Try it. Since only the total matters, count the lines of these entries containing the word "suffix" and write that total alone.

+++

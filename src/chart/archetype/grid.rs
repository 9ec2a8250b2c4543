//! Composite layouts: dual value axes, two stacked grids, or a basic bar grid.

use serde_json::{json, Map, Value};
use tracing::debug;

use super::{bar, line, scatter};
use crate::chart::context::BuildContext;
use crate::chart::error::ChartResult;
use crate::chart::options::{self, set_opt};
use crate::data::number_value;

const OVERLAP_TYPES: &[&str] = &["bar_line", "line_scatter"];

#[derive(Debug, Clone, Copy, PartialEq, Eq)]
enum Layout {
    DualAxis,
    Vertical,
    Horizontal,
    Basic,
}

fn layout(ctx: &BuildContext<'_>) -> Layout {
    let g = &ctx.style().grid;
    match g.grid_type.as_str() {
        "vertical" => Layout::Vertical,
        "horizontal" => Layout::Horizontal,
        "multi_yaxis" => Layout::DualAxis,
        _ if OVERLAP_TYPES.contains(&g.overlap_type.as_str()) => Layout::DualAxis,
        _ if ctx.style().series.has_right_axis() => Layout::DualAxis,
        _ => Layout::Basic,
    }
}

pub fn build(ctx: &BuildContext<'_>) -> ChartResult<Option<Value>> {
    let layout = layout(ctx);
    debug!(?layout, series = ctx.data.columns.len(), "building grid chart");
    match layout {
        Layout::DualAxis => Ok(dual_axis(ctx)),
        Layout::Vertical | Layout::Horizontal => Ok(Some(split(ctx, layout))),
        Layout::Basic => Ok(Some(basic(ctx))),
    }
}

/// `{value}` templated with a suffix, the way dual-axis labels render it.
fn value_template(fmt: &str, suffix: &str) -> String {
    if suffix.is_empty() {
        fmt.to_string()
    } else if fmt.contains("{value}") {
        fmt.replace("{value}", &format!("{{value}}{suffix}"))
    } else {
        format!("{{value}}{suffix}")
    }
}

/// Split columns between the left (0) and right (1) value axes.
fn split_axes<'a>(ctx: &'a BuildContext<'_>) -> (Vec<&'a str>, Vec<&'a str>) {
    let axis = &ctx.style().series.axis;
    let columns: Vec<&str> = ctx.data.columns.iter().map(String::as_str).collect();
    if axis.is_empty() {
        let (first, rest) = columns.split_at(1.min(columns.len()));
        return (first.to_vec(), rest.to_vec());
    }
    columns
        .into_iter()
        .partition(|col| axis.get(*col).map(String::as_str) != Some("right"))
}

fn series_kind(ctx: &BuildContext<'_>, col: &str, axis_index: usize) -> String {
    let style = ctx.style();
    let types = &style.series.types;
    if style.grid.grid_type == "multi_yaxis" && types.is_empty() && axis_index == 1 {
        return "line".to_string();
    }
    types
        .get(col)
        .or_else(|| types.get(ctx.series_name(col)))
        .or(style.grid.default_series_type.as_ref())
        .cloned()
        .unwrap_or_else(|| "bar".to_string())
}

fn dual_axis_series(ctx: &BuildContext<'_>, col: &str, axis_index: usize) -> Option<Value> {
    let values = ctx.data.column(col)?;
    let mut s = match series_kind(ctx, col, axis_index).as_str() {
        "line" => {
            let mut s = line::series(ctx, col, values);
            s["z"] = json!(10);
            s
        }
        "scatter" => scatter::series(ctx, col, values),
        _ => {
            let mut s = bar::series(ctx, col, values);
            s["z"] = json!(0);
            s
        }
    };
    s["yAxisIndex"] = json!(axis_index);
    Some(s)
}

fn dual_axis(ctx: &BuildContext<'_>) -> Option<Value> {
    let style = ctx.style();
    let defaults = ctx.defaults;
    let (left, right) = split_axes(ctx);

    let mut series: Vec<Value> = left
        .iter()
        .filter_map(|col| dual_axis_series(ctx, col, 0))
        .chain(right.iter().filter_map(|col| dual_axis_series(ctx, col, 1)))
        .collect();
    if series.is_empty() {
        return None;
    }
    options::apply_color_by(ctx, &mut series);

    let y = &style.y_axis;
    let primary_color = y
        .label_color
        .clone()
        .unwrap_or_else(|| defaults.primary_axis_color.clone());
    let primary_name = match (y.name.as_str(), left.first()) {
        ("", Some(col)) => ctx.series_name(col).to_string(),
        (name, _) => name.to_string(),
    };
    let mut primary = json!({
        "type": "value",
        "name": primary_name,
        "position": "left",
        "axisLine": {"lineStyle": {"color": primary_color}},
        "axisLabel": {
            "formatter": value_template(y.formatter.as_deref().unwrap_or("{value}"), &y.suffix),
            "fontSize": number_value(y.label_size),
            "color": primary_color,
        },
        "splitLine": {"show": y.splitline_show.unwrap_or(true)},
    });
    if let Some(obj) = primary.as_object_mut() {
        set_opt(obj, "min", y.min.clone());
        set_opt(obj, "max", y.max.clone());
    }
    let mut y_axes = vec![primary];

    if let Some(first_right) = right.first() {
        let y2 = &style.y2_axis;
        let color = y2
            .label_color
            .clone()
            .unwrap_or_else(|| defaults.secondary_axis_color.clone());
        let mut secondary = json!({
            "type": "value",
            "name": y2.name.clone().unwrap_or_else(|| ctx.series_name(first_right).to_string()),
            "position": "right",
            "axisLine": {"lineStyle": {"color": color}},
            "axisLabel": {
                "formatter": value_template(&y2.formatter, &y2.suffix),
                "fontSize": number_value(y2.label_size),
                "color": color,
            },
            "splitLine": {"show": y2.splitline_show},
        });
        if let Some(obj) = secondary.as_object_mut() {
            set_opt(obj, "min", y2.min.clone());
            set_opt(obj, "max", y2.max.clone());
        }
        y_axes.push(secondary);
    }

    let mut root = options::base(ctx);
    let mut tooltip = options::tooltip(ctx);
    tooltip["trigger"] = json!("axis");
    tooltip["axisPointer"] = json!({"type": "cross"});
    root.insert("tooltip".into(), tooltip);

    let mut grid = options::grid(ctx);
    grid["right"] = json!(style.grid.right.clone().unwrap_or_else(|| {
        if right.is_empty() {
            defaults.dual_axis_left.clone()
        } else {
            defaults.dual_axis_right.clone()
        }
    }));
    root.insert("grid".into(), grid);
    root.insert("xAxis".into(), json!([options::category_x_axis(ctx)]));
    root.insert("yAxis".into(), Value::Array(y_axes));
    set_opt(&mut root, "dataZoom", options::data_zoom(ctx));
    root.insert("series".into(), Value::Array(series));
    Some(Value::Object(root))
}

/// Bars in one grid, lines in the other.
fn split(ctx: &BuildContext<'_>, layout: Layout) -> Value {
    let columns = &ctx.data.columns;
    let mid = (columns.len() / 2).max(1).min(columns.len());
    let (first, second) = columns.split_at(mid);

    let grids = if layout == Layout::Vertical {
        json!([{"bottom": "60%"}, {"top": "60%"}])
    } else {
        json!([{"right": "55%"}, {"left": "55%"}])
    };

    let mut series = Vec::new();
    for (index, group) in [first, second].into_iter().enumerate() {
        for col in group {
            let Some(values) = ctx.data.column(col) else {
                continue;
            };
            let mut s = if index == 0 {
                bar::series(ctx, col, values)
            } else {
                line::series(ctx, col, values)
            };
            if let Some(obj) = s.as_object_mut() {
                obj.remove("stack");
            }
            s["xAxisIndex"] = json!(index);
            s["yAxisIndex"] = json!(index);
            series.push(s);
        }
    }
    options::apply_color_by(ctx, &mut series);

    let axes = |f: &dyn Fn() -> Value| -> Value {
        Value::Array(
            (0..2)
                .map(|i| {
                    let mut axis = f();
                    axis["gridIndex"] = json!(i);
                    axis
                })
                .collect(),
        )
    };

    let mut root = options::base(ctx);
    root.insert("grid".into(), grids);
    root.insert("xAxis".into(), axes(&|| options::category_x_axis(ctx)));
    root.insert("yAxis".into(), axes(&|| options::y_axis(ctx)));
    root.insert("series".into(), Value::Array(series));
    Value::Object(root)
}

fn basic(ctx: &BuildContext<'_>) -> Value {
    let mut series: Vec<Value> = ctx
        .data
        .series()
        .map(|(col, values)| bar::series(ctx, col, values))
        .collect();
    options::apply_color_by(ctx, &mut series);

    let mut root: Map<String, Value> =
        options::cartesian(ctx, options::category_x_axis(ctx), options::y_axis(ctx));
    root.insert("series".into(), Value::Array(series));
    Value::Object(root)
}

+++

Response area. 7